The first of the small views below is of the Palm Beach tram from a postcard of 1908 from the Detroit Photographic Co. The second, from an old photograph of 1915, is of a similar car owned by the same railway company.

The Florida East Coast Railway was created by American tycoon Henry Morrison Flagler. He was John D. Rockefeller's partner in Standard Oil. He went on to move into real estate and saw the huge potential in developing Florida into the holiday destination it is today. He took over existing Florida railroads and renamed them as the Florida East Coast Railway Company on September 7, 1895. With extensions and branches, by 1912 the railway ran from Jacksonville in the north to Miami and Key West in the south, much of which still operates today.
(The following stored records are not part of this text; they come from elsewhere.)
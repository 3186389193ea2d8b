//! Core types, pagination policy, capability traits, and the analysis pipeline.

mod capability;
mod error;
pub mod pagination;
pub mod pipeline;
pub mod review;

pub use capability::{KeyPointExtractor, ReviewStore, SentimentClassifier};
pub use error::{BoxError, ErrorKind, ReviewError};
pub use pagination::{PageRequest, ReviewPage};
pub use pipeline::{ReviewOrchestrator, StageSchedule, fetch_page};
pub use review::{
    KeyPoints, KeyPointsError, MAX_KEY_POINTS, ReviewDraft, ReviewRecord, Sentiment,
    SentimentScore, validate_review_text,
};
Palm Beach Mule Tram As the railway grew, Flagler acquired land and built hotels, including the two mentioned on the postcards. The railway reached West Palm Beach in 1894. A short branch from here to the east over a trestle bridge across Lake Worth Lagoon ran onto Palm Beach Island and to his two hotels there, Royal Poinciana and The Breakers. The branch was closed in 1902, it is said at the request of Flagler's wife Mary, who complained about the noise and smoke from trains disturbing the tranquillity at their mansion, Whitehall, which was close by. The route on the island remained and was served by mule tram (left), as our cards show, until the 1920s.

Ormond Hotel Mule Tram A similar mule tramway connected the railway with the Ormond Hotel, north of Daytona at Ormond Beach, a hotel which Flagler had bought and expanded. The tram here (right) was very like the one at Palm Beach and probably ran from the 1890s until the late 1910s.